[Action item]:
Whatever appears in the records, write it out again exactly.

[Stored data]
——————————

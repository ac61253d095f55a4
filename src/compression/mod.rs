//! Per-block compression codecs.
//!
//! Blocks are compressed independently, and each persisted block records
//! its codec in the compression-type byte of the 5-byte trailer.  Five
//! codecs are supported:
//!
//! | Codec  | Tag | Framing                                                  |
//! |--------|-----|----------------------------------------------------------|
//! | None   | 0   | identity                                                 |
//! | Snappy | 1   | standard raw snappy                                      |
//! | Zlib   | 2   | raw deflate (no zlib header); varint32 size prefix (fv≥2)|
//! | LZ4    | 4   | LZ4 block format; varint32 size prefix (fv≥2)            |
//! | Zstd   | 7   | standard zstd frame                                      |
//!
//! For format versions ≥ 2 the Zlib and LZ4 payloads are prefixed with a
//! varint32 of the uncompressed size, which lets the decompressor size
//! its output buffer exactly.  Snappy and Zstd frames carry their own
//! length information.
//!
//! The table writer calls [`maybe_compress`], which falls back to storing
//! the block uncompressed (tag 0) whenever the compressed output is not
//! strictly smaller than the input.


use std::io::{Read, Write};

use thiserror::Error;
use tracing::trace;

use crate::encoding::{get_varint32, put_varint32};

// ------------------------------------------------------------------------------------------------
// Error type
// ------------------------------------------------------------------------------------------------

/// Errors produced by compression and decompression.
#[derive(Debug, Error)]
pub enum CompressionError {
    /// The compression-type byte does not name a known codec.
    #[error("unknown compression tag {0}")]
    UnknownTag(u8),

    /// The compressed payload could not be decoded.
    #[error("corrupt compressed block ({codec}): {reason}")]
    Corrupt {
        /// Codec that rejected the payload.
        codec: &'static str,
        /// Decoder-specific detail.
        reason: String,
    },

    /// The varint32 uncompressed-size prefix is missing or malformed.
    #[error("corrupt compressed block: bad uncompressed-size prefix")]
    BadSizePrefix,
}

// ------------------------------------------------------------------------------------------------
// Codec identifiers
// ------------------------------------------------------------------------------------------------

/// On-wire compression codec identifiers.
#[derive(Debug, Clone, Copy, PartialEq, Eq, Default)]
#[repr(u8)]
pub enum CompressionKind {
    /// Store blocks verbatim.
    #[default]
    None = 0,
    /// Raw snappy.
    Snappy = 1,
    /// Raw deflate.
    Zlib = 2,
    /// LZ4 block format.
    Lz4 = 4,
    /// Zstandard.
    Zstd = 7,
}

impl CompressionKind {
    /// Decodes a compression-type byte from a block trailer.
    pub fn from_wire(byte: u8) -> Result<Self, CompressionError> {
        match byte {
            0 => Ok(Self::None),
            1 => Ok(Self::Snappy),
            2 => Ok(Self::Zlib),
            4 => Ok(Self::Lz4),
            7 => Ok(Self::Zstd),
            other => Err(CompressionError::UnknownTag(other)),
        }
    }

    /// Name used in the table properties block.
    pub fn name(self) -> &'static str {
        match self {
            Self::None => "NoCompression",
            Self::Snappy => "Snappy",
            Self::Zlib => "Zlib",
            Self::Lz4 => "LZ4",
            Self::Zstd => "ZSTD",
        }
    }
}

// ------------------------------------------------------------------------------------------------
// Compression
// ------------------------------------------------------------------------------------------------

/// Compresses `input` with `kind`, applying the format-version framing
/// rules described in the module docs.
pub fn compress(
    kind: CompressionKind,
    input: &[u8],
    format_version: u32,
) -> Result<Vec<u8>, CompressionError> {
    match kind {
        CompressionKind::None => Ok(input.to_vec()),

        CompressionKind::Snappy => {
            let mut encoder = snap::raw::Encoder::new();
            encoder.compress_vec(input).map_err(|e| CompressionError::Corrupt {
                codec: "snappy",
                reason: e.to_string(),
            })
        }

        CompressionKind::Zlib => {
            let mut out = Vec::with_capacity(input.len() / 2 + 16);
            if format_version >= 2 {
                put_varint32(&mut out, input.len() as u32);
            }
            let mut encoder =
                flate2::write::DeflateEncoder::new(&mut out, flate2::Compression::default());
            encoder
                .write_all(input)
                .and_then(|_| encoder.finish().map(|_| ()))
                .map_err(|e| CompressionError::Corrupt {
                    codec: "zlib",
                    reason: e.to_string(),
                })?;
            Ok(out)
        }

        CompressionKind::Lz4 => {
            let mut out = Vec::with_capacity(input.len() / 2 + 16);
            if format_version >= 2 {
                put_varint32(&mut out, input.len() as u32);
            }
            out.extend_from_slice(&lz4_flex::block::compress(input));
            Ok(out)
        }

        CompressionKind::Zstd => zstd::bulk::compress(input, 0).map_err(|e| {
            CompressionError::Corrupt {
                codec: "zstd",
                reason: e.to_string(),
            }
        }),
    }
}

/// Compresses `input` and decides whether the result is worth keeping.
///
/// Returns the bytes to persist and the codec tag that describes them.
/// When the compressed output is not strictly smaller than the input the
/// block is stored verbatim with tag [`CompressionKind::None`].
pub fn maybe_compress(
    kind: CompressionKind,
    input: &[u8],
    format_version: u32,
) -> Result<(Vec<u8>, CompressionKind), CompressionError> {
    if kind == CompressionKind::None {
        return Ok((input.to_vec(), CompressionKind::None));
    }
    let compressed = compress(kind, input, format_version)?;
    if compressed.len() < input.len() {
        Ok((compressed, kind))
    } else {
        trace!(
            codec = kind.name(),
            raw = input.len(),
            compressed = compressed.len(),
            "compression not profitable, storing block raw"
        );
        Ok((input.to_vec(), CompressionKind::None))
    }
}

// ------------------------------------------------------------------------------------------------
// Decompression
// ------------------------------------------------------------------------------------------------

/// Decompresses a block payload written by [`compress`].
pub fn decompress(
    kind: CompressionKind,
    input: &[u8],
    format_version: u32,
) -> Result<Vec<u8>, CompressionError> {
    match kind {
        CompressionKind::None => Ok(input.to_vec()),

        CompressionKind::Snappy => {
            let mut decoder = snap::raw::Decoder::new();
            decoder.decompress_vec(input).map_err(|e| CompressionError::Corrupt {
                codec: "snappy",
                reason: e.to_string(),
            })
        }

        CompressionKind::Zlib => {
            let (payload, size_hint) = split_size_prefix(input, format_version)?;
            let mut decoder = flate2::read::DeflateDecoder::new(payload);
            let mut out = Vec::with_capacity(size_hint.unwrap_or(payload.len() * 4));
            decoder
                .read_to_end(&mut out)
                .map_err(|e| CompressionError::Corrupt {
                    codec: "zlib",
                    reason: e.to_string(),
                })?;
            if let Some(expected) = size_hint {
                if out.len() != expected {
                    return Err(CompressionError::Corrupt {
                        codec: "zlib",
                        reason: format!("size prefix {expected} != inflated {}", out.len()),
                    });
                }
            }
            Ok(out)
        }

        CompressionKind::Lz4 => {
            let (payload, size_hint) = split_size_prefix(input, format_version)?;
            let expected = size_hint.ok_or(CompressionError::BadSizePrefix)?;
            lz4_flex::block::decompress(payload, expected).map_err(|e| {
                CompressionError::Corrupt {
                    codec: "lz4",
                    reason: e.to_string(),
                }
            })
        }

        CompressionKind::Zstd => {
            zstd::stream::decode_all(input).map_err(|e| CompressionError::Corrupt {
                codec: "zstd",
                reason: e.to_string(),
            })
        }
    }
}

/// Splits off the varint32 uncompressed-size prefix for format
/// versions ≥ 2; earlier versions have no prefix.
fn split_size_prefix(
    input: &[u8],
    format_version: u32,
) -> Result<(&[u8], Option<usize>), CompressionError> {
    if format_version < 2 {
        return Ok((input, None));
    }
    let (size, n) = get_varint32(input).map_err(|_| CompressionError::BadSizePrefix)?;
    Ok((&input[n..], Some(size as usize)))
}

——————————

[Task answer]:
repository ac61253d095f55a4
filename src/compression/mod.rs
//! Per-block compression codecs.
//!
//! Blocks are compressed independently, and each persisted block records
//! its codec in the compression-type byte of the 5-byte trailer.  Five
//! codecs are supported:
//!
//! | Codec  | Tag | Framing                                                  |
//! |--------|-----|----------------------------------------------------------|
//! | None   | 0   | identity                                                 |
//! | Snappy | 1   | standard raw snappy                                      |
//! | Zlib   | 2   | raw deflate (no zlib header); varint32 size prefix (fv≥2)|
//! | LZ4    | 4   | LZ4 block format; varint32 size prefix (fv≥2)            |
//! | Zstd   | 7   | standard zstd frame                                      |
//!
//! For format versions ≥ 2 the Zlib and LZ4 payloads are prefixed with a
//! varint32 of the uncompressed size, which lets the decompressor size
//! its output buffer exactly.  Snappy and Zstd frames carry their own
//! length information.
//!
//! The table writer calls [`maybe_compress`], which falls back to storing
//! the block uncompressed (tag 0) whenever the compressed output is not
//! strictly smaller than the input.


use std::io::{Read, Write};

use thiserror::Error;
use tracing::trace;

use crate::encoding::{get_varint32, put_varint32};

// ------------------------------------------------------------------------------------------------
// Error type
// ------------------------------------------------------------------------------------------------

/// Errors produced by compression and decompression.
#[derive(Debug, Error)]
pub enum CompressionError {
    /// The compression-type byte does not name a known codec.
    #[error("unknown compression tag {0}")]
    UnknownTag(u8),

    /// The compressed payload could not be decoded.
    #[error("corrupt compressed block ({codec}): {reason}")]
    Corrupt {
        /// Codec that rejected the payload.
        codec: &'static str,
        /// Decoder-specific detail.
        reason: String,
    },

    /// The varint32 uncompressed-size prefix is missing or malformed.
    #[error("corrupt compressed block: bad uncompressed-size prefix")]
    BadSizePrefix,
}

// ------------------------------------------------------------------------------------------------
// Codec identifiers
// ------------------------------------------------------------------------------------------------

/// On-wire compression codec identifiers.
#[derive(Debug, Clone, Copy, PartialEq, Eq, Default)]
#[repr(u8)]
pub enum CompressionKind {
    /// Store blocks verbatim.
    #[default]
    None = 0,
    /// Raw snappy.
    Snappy = 1,
    /// Raw deflate.
    Zlib = 2,
    /// LZ4 block format.
    Lz4 = 4,
    /// Zstandard.
    Zstd = 7,
}

impl CompressionKind {
    /// Decodes a compression-type byte from a block trailer.
    pub fn from_wire(byte: u8) -> Result<Self, CompressionError> {
        match byte {
            0 => Ok(Self::None),
            1 => Ok(Self::Snappy),
            2 => Ok(Self::Zlib),
            4 => Ok(Self::Lz4),
            7 => Ok(Self::Zstd),
            other => Err(CompressionError::UnknownTag(other)),
        }
    }

    /// Name used in the table properties block.
    pub fn name(self) -> &'static str {
        match self {
            Self::None => "NoCompression",
            Self::Snappy => "Snappy",
            Self::Zlib => "Zlib",
            Self::Lz4 => "LZ4",
            Self::Zstd => "ZSTD",
        }
    }
}

// ------------------------------------------------------------------------------------------------
// Compression
// ------------------------------------------------------------------------------------------------

/// Compresses `input` with `kind`, applying the format-version framing
/// rules described in the module docs.
pub fn compress(
    kind: CompressionKind,
    input: &[u8],
    format_version: u32,
) -> Result<Vec<u8>, CompressionError> {
    match kind {
        CompressionKind::None => Ok(input.to_vec()),

        CompressionKind::Snappy => {
            let mut encoder = snap::raw::Encoder::new();
            encoder.compress_vec(input).map_err(|e| CompressionError::Corrupt {
                codec: "snappy",
                reason: e.to_string(),
            })
        }

        CompressionKind::Zlib => {
            let mut out = Vec::with_capacity(input.len() / 2 + 16);
            if format_version >= 2 {
                put_varint32(&mut out, input.len() as u32);
            }
            let mut encoder =
                flate2::write::DeflateEncoder::new(&mut out, flate2::Compression::default());
            encoder
                .write_all(input)
                .and_then(|_| encoder.finish().map(|_| ()))
                .map_err(|e| CompressionError::Corrupt {
                    codec: "zlib",
                    reason: e.to_string(),
                })?;
            Ok(out)
        }

        CompressionKind::Lz4 => {
            let mut out = Vec::with_capacity(input.len() / 2 + 16);
            if format_version >= 2 {
                put_varint32(&mut out, input.len() as u32);
            }
            out.extend_from_slice(&lz4_flex::block::compress(input));
            Ok(out)
        }

        CompressionKind::Zstd => zstd::bulk::compress(input, 0).map_err(|e| {
            CompressionError::Corrupt {
                codec: "zstd",
                reason: e.to_string(),
            }
        }),
    }
}

/// Compresses `input` and decides whether the result is worth keeping.
///
/// Returns the bytes to persist and the codec tag that describes them.
/// When the compressed output is not strictly smaller than the input the
/// block is stored verbatim with tag [`CompressionKind::None`].
pub fn maybe_compress(
    kind: CompressionKind,
    input: &[u8],
    format_version: u32,
) -> Result<(Vec<u8>, CompressionKind), CompressionError> {
    if kind == CompressionKind::None {
        return Ok((input.to_vec(), CompressionKind::None));
    }
    let compressed = compress(kind, input, format_version)?;
    if compressed.len() < input.len() {
        Ok((compressed, kind))
    } else {
        trace!(
            codec = kind.name(),
            raw = input.len(),
            compressed = compressed.len(),
            "compression not profitable, storing block raw"
        );
        Ok((input.to_vec(), CompressionKind::None))
    }
}

// ------------------------------------------------------------------------------------------------
// Decompression
// ------------------------------------------------------------------------------------------------

/// Decompresses a block payload written by [`compress`].
pub fn decompress(
    kind: CompressionKind,
    input: &[u8],
    format_version: u32,
) -> Result<Vec<u8>, CompressionError> {
    match kind {
        CompressionKind::None => Ok(input.to_vec()),

        CompressionKind::Snappy => {
            let mut decoder = snap::raw::Decoder::new();
            decoder.decompress_vec(input).map_err(|e| CompressionError::Corrupt {
                codec: "snappy",
                reason: e.to_string(),
            })
        }

        CompressionKind::Zlib => {
            let (payload, size_hint) = split_size_prefix(input, format_version)?;
            let mut decoder = flate2::read::DeflateDecoder::new(payload);
            let mut out = Vec::with_capacity(size_hint.unwrap_or(payload.len() * 4));
            decoder
                .read_to_end(&mut out)
                .map_err(|e| CompressionError::Corrupt {
                    codec: "zlib",
                    reason: e.to_string(),
                })?;
            if let Some(expected) = size_hint {
                if out.len() != expected {
                    return Err(CompressionError::Corrupt {
                        codec: "zlib",
                        reason: format!("size prefix {expected} != inflated {}", out.len()),
                    });
                }
            }
            Ok(out)
        }

        CompressionKind::Lz4 => {
            let (payload, size_hint) = split_size_prefix(input, format_version)?;
            let expected = size_hint.ok_or(CompressionError::BadSizePrefix)?;
            lz4_flex::block::decompress(payload, expected).map_err(|e| {
                CompressionError::Corrupt {
                    codec: "lz4",
                    reason: e.to_string(),
                }
            })
        }

        CompressionKind::Zstd => {
            zstd::stream::decode_all(input).map_err(|e| CompressionError::Corrupt {
                codec: "zstd",
                reason: e.to_string(),
            })
        }
    }
}

/// Splits off the varint32 uncompressed-size prefix for format
/// versions ≥ 2; earlier versions have no prefix.
fn split_size_prefix(
    input: &[u8],
    format_version: u32,
) -> Result<(&[u8], Option<usize>), CompressionError> {
    if format_version < 2 {
        return Ok((input, None));
    }
    let (size, n) = get_varint32(input).map_err(|_| CompressionError::BadSizePrefix)?;
    Ok((&input[n..], Some(size as usize)))
}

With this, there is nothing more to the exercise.